Sea otters are so incredibly cute and playful! There are otters in a tank and you can watch the feedings twice a day OR log in to their web cam and watch them from there. They move fast but I was lucky to catch one as he swam by.
The Monterey Bay Aquarium live web cams can be accessed here: Monterey Bay Aquarium web cams
The octopus was active and awesome! They had several. This one turned bright red for some reason. One was resting in another tank and had turned to a mottled grey color that blended with the rocks it slept on.
One huge tank is a full kelp forest with the surge of waves making the kelp dance in the tank. They have a huge school of silvery fish in there that swim in formation (think of the fish in Finding Nemo that grouped together to form pictures).
Another huge tank is the ocean tank with full size tuna, sharks, sea turtles, etc.
The ocean tank is multi-level so you can see it from several areas.
The smaller tanks get you really up close to the sea creatures for observation and great pictures. These sea slugs have “hoods” that they open then scoop closed to catch food – they look a little like Venus fly traps.
I’ve never seen so many Nautilus in a tank. They have dozens of them in there with many right up against the glass for awesome observation and photo ops.
How about live sand dollars? I never saw live ones before but here is an entire tank full. Apparently they stand up in the sand looking for food.
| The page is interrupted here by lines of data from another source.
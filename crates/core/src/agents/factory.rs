//! Backend factory for creating backends from configuration.

use crate::agents::adapters::{AgentSettings, CliBackend, MockBackend};
use crate::agents::agent_type::BackendKind;
use crate::agents::base::{AgentBackend, AgentError};
use crate::agents::retry::RetryPolicy;
use crate::supervisor::ProcessSupervisor;
use apc_protocol::config_models::GlobalConfig;
use std::sync::Arc;

/// Builds backends wired to a shared supervisor.
pub struct AgentFactory;

impl AgentFactory {
    /// Create a backend of the given kind.
    ///
    /// CLI backends take their run settings from `[agent]` and their retry
    /// policy from `[retry]`.
    ///
    /// # Examples
    ///
    /// ```
    /// use apc_core::agents::{AgentFactory, BackendKind};
    /// use apc_core::supervisor::ProcessSupervisor;
    /// use apc_protocol::GlobalConfig;
    ///
    /// let backend = AgentFactory::create(
    ///     BackendKind::Mock,
    ///     &GlobalConfig::default(),
    ///     &ProcessSupervisor::default(),
    /// );
    /// assert_eq!(backend.kind(), BackendKind::Mock);
    /// ```
    pub fn create(
        kind: BackendKind,
        config: &GlobalConfig,
        supervisor: &ProcessSupervisor,
    ) -> Arc<dyn AgentBackend> {
        let settings = AgentSettings::from(&config.agent);
        let retry = RetryPolicy::from(&config.retry);
        match kind {
            BackendKind::Cursor => {
                Arc::new(CliBackend::cursor(supervisor.clone(), settings).with_retry(retry))
            }
            BackendKind::Claude => {
                Arc::new(CliBackend::claude(supervisor.clone(), settings).with_retry(retry))
            }
            BackendKind::Mock => Arc::new(MockBackend::new()),
        }
    }

    /// Create the backend named by `config.backend`.
    pub fn from_config(
        config: &GlobalConfig,
        supervisor: &ProcessSupervisor,
    ) -> Result<Arc<dyn AgentBackend>, AgentError> {
        let kind = BackendKind::from_name(&config.backend).ok_or_else(|| {
            let known: Vec<&str> = BackendKind::ALL.iter().map(BackendKind::name).collect();
            AgentError::NotAvailable(format!(
                "unknown backend '{}' (expected one of: {})",
                config.backend,
                known.join(", ")
            ))
        })?;
        Ok(Self::create(kind, config, supervisor))
    }
}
They are all fuzzy and kind of purple.
The aquarium had huge areas that were child oriented. They still had the tanks with excellent interpretive panels for the adults but they had a lot of hands on touch tanks and exhibits to interest and educate the children.
If you go as just adults, don’t avoid what looks like kid sections. That is where you will find the giant clams and several other really great exhibits. Plus you get to watch the kids name all the characters from Finding Nemo that are grouped in one tank.
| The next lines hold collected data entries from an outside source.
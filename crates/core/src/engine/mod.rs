//! Workflow execution engine.
//!
//! The WorkflowEngine drives one workflow's phases strictly in order, owns the
//! phase index and the loop-back guard, and turns pause and cancel signals
//! into saved state or stopped runs.

use crate::agents::StopReason;
use crate::workflow::{
    ConflictCoordinator, PauseError, PauseRequest, PhaseContext, PhaseError, PhaseOutcome,
    Workflow, WorkflowPauseManager, WorkflowServices,
};
use apc_protocol::ipc::Event;
use apc_protocol::workflow_models::{PauseReason, PhasePosition, PhaseProgress, SavedWorkflowState};
use std::collections::BTreeSet;
use std::sync::Arc;
use thiserror::Error;
use tokio::sync::watch;
use tracing::{debug, error, info, warn};

#[derive(Error, Debug)]
pub enum EngineError {
    #[error("Failed to pause workflow: {0}")]
    Pause(#[from] PauseError),
    #[error("Saved state does not match workflow: {0}")]
    InvalidState(String),
}

/// Signal sent to a running workflow.
#[derive(Debug, Clone, PartialEq, Eq, Default)]
pub enum WorkflowControl {
    #[default]
    Run,
    Pause {
        reason: PauseReason,
        conflicting_workflow_id: Option<String>,
    },
    Cancel,
}

/// How a workflow run ended.
#[derive(Debug, Clone, PartialEq)]
pub enum WorkflowOutcome {
    Completed,
    Paused(Box<SavedWorkflowState>),
    Failed(String),
    Cancelled,
}

/// Identity and control channel of one workflow run.
pub struct WorkflowLaunch {
    pub workflow_id: String,
    pub session_id: String,
    pub conflicts: Option<Arc<dyn ConflictCoordinator>>,
    pub control: watch::Receiver<WorkflowControl>,
}

impl WorkflowLaunch {
    /// A launch with no coordinator. The returned sender controls the run.
    pub fn standalone(
        workflow_id: impl Into<String>,
        session_id: impl Into<String>,
    ) -> (Self, watch::Sender<WorkflowControl>) {
        let (tx, rx) = watch::channel(WorkflowControl::Run);
        let launch = Self {
            workflow_id: workflow_id.into(),
            session_id: session_id.into(),
            conflicts: None,
            control: rx,
        };
        (launch, tx)
    }

    pub fn with_conflicts(mut self, conflicts: Arc<dyn ConflictCoordinator>) -> Self {
        self.conflicts = Some(conflicts);
        self
    }
}

/// Where execution starts.
struct StartPoint {
    index: usize,
    loop_iterations: u32,
    continuation: Option<String>,
    modified_files: BTreeSet<String>,
}

enum Step {
    Finished(Result<PhaseOutcome, PhaseError>),
    Paused(SavedWorkflowState),
    Cancelled,
}

/// Drives workflows phase by phase.
pub struct WorkflowEngine {
    services: WorkflowServices,
    pause_manager: Arc<WorkflowPauseManager>,
    max_loop_iterations: u32,
}

impl WorkflowEngine {
    /// Create a new WorkflowEngine.
    ///
    /// # Arguments
    ///
    /// * `services` - Runner, pool, roles and event channel shared by all workflows
    /// * `pause_manager` - Persists paused workflows
    /// * `max_loop_iterations` - Loop-back transitions allowed per workflow
    pub fn new(
        services: WorkflowServices,
        pause_manager: Arc<WorkflowPauseManager>,
        max_loop_iterations: u32,
    ) -> Self {
        Self {
            services,
            pause_manager,
            max_loop_iterations,
        }
    }

    pub fn services(&self) -> &WorkflowServices {
        &self.services
    }

    pub fn pause_manager(&self) -> &Arc<WorkflowPauseManager> {
        &self.pause_manager
    }

    /// Run a workflow from its first phase.
    ///
    /// # Returns
    ///
    /// The outcome once the workflow completes, fails, pauses or is cancelled.
    ///
    /// # Errors
    ///
    /// Only when a pause cannot be persisted; the workflow's runs are
    /// cancelled in that case.
    pub async fn run(
        &self,
        workflow: Box<dyn Workflow>,
        launch: WorkflowLaunch,
    ) -> Result<WorkflowOutcome, EngineError> {
        self.emit(Event::WorkflowStarted {
            workflow_id: launch.workflow_id.clone(),
            workflow_type: workflow.workflow_type().to_string(),
        })
        .await;
        let start = StartPoint {
            index: 0,
            loop_iterations: 0,
            continuation: None,
            modified_files: BTreeSet::new(),
        };
        self.drive(workflow, launch, start).await
    }

    /// Continue a workflow from a saved state, at the saved phase index.
    ///
    /// The saved continuation prompt is prepended to the next agent run only.
    pub async fn resume(
        &self,
        workflow: Box<dyn Workflow>,
        launch: WorkflowLaunch,
        saved: SavedWorkflowState,
    ) -> Result<WorkflowOutcome, EngineError> {
        if saved.workflow_type != workflow.workflow_type() {
            return Err(EngineError::InvalidState(format!(
                "saved type '{}' but workflow is '{}'",
                saved.workflow_type,
                workflow.workflow_type()
            )));
        }
        let phase_count = workflow.phase_names().len();
        if saved.phase.index >= phase_count {
            return Err(EngineError::InvalidState(format!(
                "phase index {} out of range ({phase_count} phases)",
                saved.phase.index
            )));
        }

        self.emit(Event::WorkflowResumed {
            workflow_id: launch.workflow_id.clone(),
            phase_index: saved.phase.index,
        })
        .await;
        let start = StartPoint {
            index: saved.phase.index,
            loop_iterations: saved.loop_iterations,
            continuation: Some(saved.continuation.prompt),
            modified_files: saved.modified_files,
        };
        self.drive(workflow, launch, start).await
    }

    async fn drive(
        &self,
        mut workflow: Box<dyn Workflow>,
        launch: WorkflowLaunch,
        start: StartPoint,
    ) -> Result<WorkflowOutcome, EngineError> {
        let workflow_type = workflow.workflow_type().to_string();
        let task_id = workflow.task_id().map(str::to_string);
        let phases = workflow.phase_names();
        let WorkflowLaunch {
            workflow_id,
            session_id,
            conflicts,
            mut control,
        } = launch;

        let ctx = PhaseContext::new(
            self.services.clone(),
            workflow_id.clone(),
            session_id.clone(),
            task_id.clone(),
            conflicts,
        );
        ctx.set_continuation(start.continuation);
        ctx.extend_modified_files(start.modified_files);

        let mut index = start.index;
        let mut loop_iterations = start.loop_iterations;
        let pause_request = |index: usize,
                             loop_iterations: u32,
                             progress: PhaseProgress,
                             reason: PauseReason,
                             conflicting_workflow_id: Option<String>| PauseRequest {
            workflow_id: workflow_id.clone(),
            workflow_type: workflow_type.clone(),
            session_id: session_id.clone(),
            phase: PhasePosition {
                index,
                name: phases.get(index).cloned().unwrap_or_default(),
                progress,
            },
            task_id: task_id.clone(),
            modified_files: ctx.modified_files(),
            agent_run_ids: ctx.current_run_ids(),
            reason,
            conflicting_workflow_id,
            loop_iterations,
        };

        let outcome = loop {
            let Some(phase_name) = phases.get(index).cloned() else {
                break WorkflowOutcome::Completed;
            };

            let signal = control.borrow_and_update().clone();
            match signal {
                WorkflowControl::Run => {}
                WorkflowControl::Pause {
                    reason,
                    conflicting_workflow_id,
                } => {
                    let request = pause_request(
                        index,
                        loop_iterations,
                        PhaseProgress::NotStarted,
                        reason,
                        conflicting_workflow_id,
                    );
                    let saved = self.pause_manager.pause(request).await?;
                    break WorkflowOutcome::Paused(Box::new(saved));
                }
                WorkflowControl::Cancel => break WorkflowOutcome::Cancelled,
            }

            ctx.enter_phase(index, &phase_name);
            info!(workflow_id = %workflow_id, phase = %phase_name, index, "Phase started");
            self.emit(Event::PhaseStarted {
                workflow_id: workflow_id.clone(),
                phase_index: index,
                phase_name: phase_name.clone(),
            })
            .await;

            let step = {
                let phase = workflow.execute_phase(index, &ctx);
                tokio::pin!(phase);
                tokio::select! {
                    biased;
                    signal = next_signal(&mut control) => match signal {
                        WorkflowControl::Pause { reason, conflicting_workflow_id } => {
                            let request = pause_request(
                                index,
                                loop_iterations,
                                PhaseProgress::InProgress,
                                reason,
                                conflicting_workflow_id,
                            );
                            match self.pause_manager.pause(request).await {
                                Ok(saved) => Step::Paused(saved),
                                Err(e) => {
                                    error!(workflow_id = %workflow_id, error = %e, "Pause could not be persisted");
                                    ctx.stop_current_runs(StopReason::Cancelled).await;
                                    return Err(e.into());
                                }
                            }
                        }
                        WorkflowControl::Cancel | WorkflowControl::Run => {
                            ctx.stop_current_runs(StopReason::Cancelled).await;
                            Step::Cancelled
                        }
                    },
                    result = &mut phase => Step::Finished(result),
                }
            };

            match step {
                Step::Paused(saved) => break WorkflowOutcome::Paused(Box::new(saved)),
                Step::Cancelled => break WorkflowOutcome::Cancelled,
                Step::Finished(Err(e)) => {
                    warn!(workflow_id = %workflow_id, phase = %phase_name, error = %e, "Phase failed");
                    break WorkflowOutcome::Failed(e.to_string());
                }
                Step::Finished(Ok(outcome)) => {
                    self.emit(Event::PhaseCompleted {
                        workflow_id: workflow_id.clone(),
                        phase_index: index,
                        phase_name: phase_name.clone(),
                    })
                    .await;
                    match outcome {
                        PhaseOutcome::Next => index += 1,
                        PhaseOutcome::Finish => break WorkflowOutcome::Completed,
                        PhaseOutcome::LoopBack(target) => {
                            if target >= phases.len() {
                                break WorkflowOutcome::Failed(
                                    PhaseError::UnknownPhase(target).to_string(),
                                );
                            }
                            loop_iterations += 1;
                            if loop_iterations > self.max_loop_iterations {
                                break WorkflowOutcome::Failed(format!(
                                    "loop limit of {} iterations reached in phase '{phase_name}'",
                                    self.max_loop_iterations
                                ));
                            }
                            debug!(workflow_id = %workflow_id, from = index, to = target, loop_iterations, "Looping back");
                            index = target;
                        }
                    }
                }
            }
        };

        self.finish(&ctx, &outcome).await;
        Ok(outcome)
    }

    /// Emit the terminal event and release conflicts. A paused workflow keeps
    /// its conflicts until it resumes and finishes.
    async fn finish(&self, ctx: &PhaseContext, outcome: &WorkflowOutcome) {
        let workflow_id = ctx.workflow_id().to_string();
        let event = match outcome {
            WorkflowOutcome::Completed => {
                info!(workflow_id = %workflow_id, "Workflow completed");
                Event::WorkflowCompleted {
                    workflow_id: workflow_id.clone(),
                }
            }
            WorkflowOutcome::Paused(saved) => Event::WorkflowPaused {
                workflow_id: workflow_id.clone(),
                phase_index: saved.phase.index,
                reason: saved.pause_reason,
                conflicting_workflow_id: saved.conflicting_workflow_id.clone(),
            },
            WorkflowOutcome::Failed(error) => Event::WorkflowError {
                workflow_id: workflow_id.clone(),
                error: error.clone(),
            },
            WorkflowOutcome::Cancelled => Event::WorkflowError {
                workflow_id: workflow_id.clone(),
                error: "cancelled".to_string(),
            },
        };
        self.emit(event).await;

        if !matches!(outcome, WorkflowOutcome::Paused(_)) {
            if let Err(e) = ctx.clear_conflicts().await {
                warn!(workflow_id = %workflow_id, error = %e, "Failed to clear conflicts");
            }
        }
    }

    async fn emit(&self, event: Event) {
        if let Some(events) = &self.services.events {
            let _ = events.send(event).await;
        }
    }
}

/// Resolves with the first control value other than `Run`. Never resolves
/// once the sender is gone.
async fn next_signal(control: &mut watch::Receiver<WorkflowControl>) -> WorkflowControl {
    loop {
        {
            let current = control.borrow_and_update();
            if *current != WorkflowControl::Run {
                return current.clone();
            }
        }
        if control.changed().await.is_err() {
            std::future::pending::<()>().await;
        }
    }
}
I’ve seen many whelks in my life but I’ve never seen one feeding. Who knew they could reach that far?
These whelk were at one of the touch tank areas. There were people standing by to help out and answer questions.
Here’s another cool tank. They don’t have one or two brittle stars in a tank, they have hundreds of them! Many of the small tanks were like this with whole colonies of the animals together instead of just one or two specimens that you have to search for.
We found the aquarium to be beautiful and informative and a recommended stop for anyone.
We were less impressed with Cannery Row. It is a nice shopping, walking, dining area but we aren’t into that so were less impressed than many.
I was very surprised that few restaurants had views of the bay. We did eat on Cannery Row and the food was OK but not great so we didn’t do a review. We don’t eat seafood and that is the main food served and makes up most of the restaurant specialties. A review of their non-seafood would be unfair.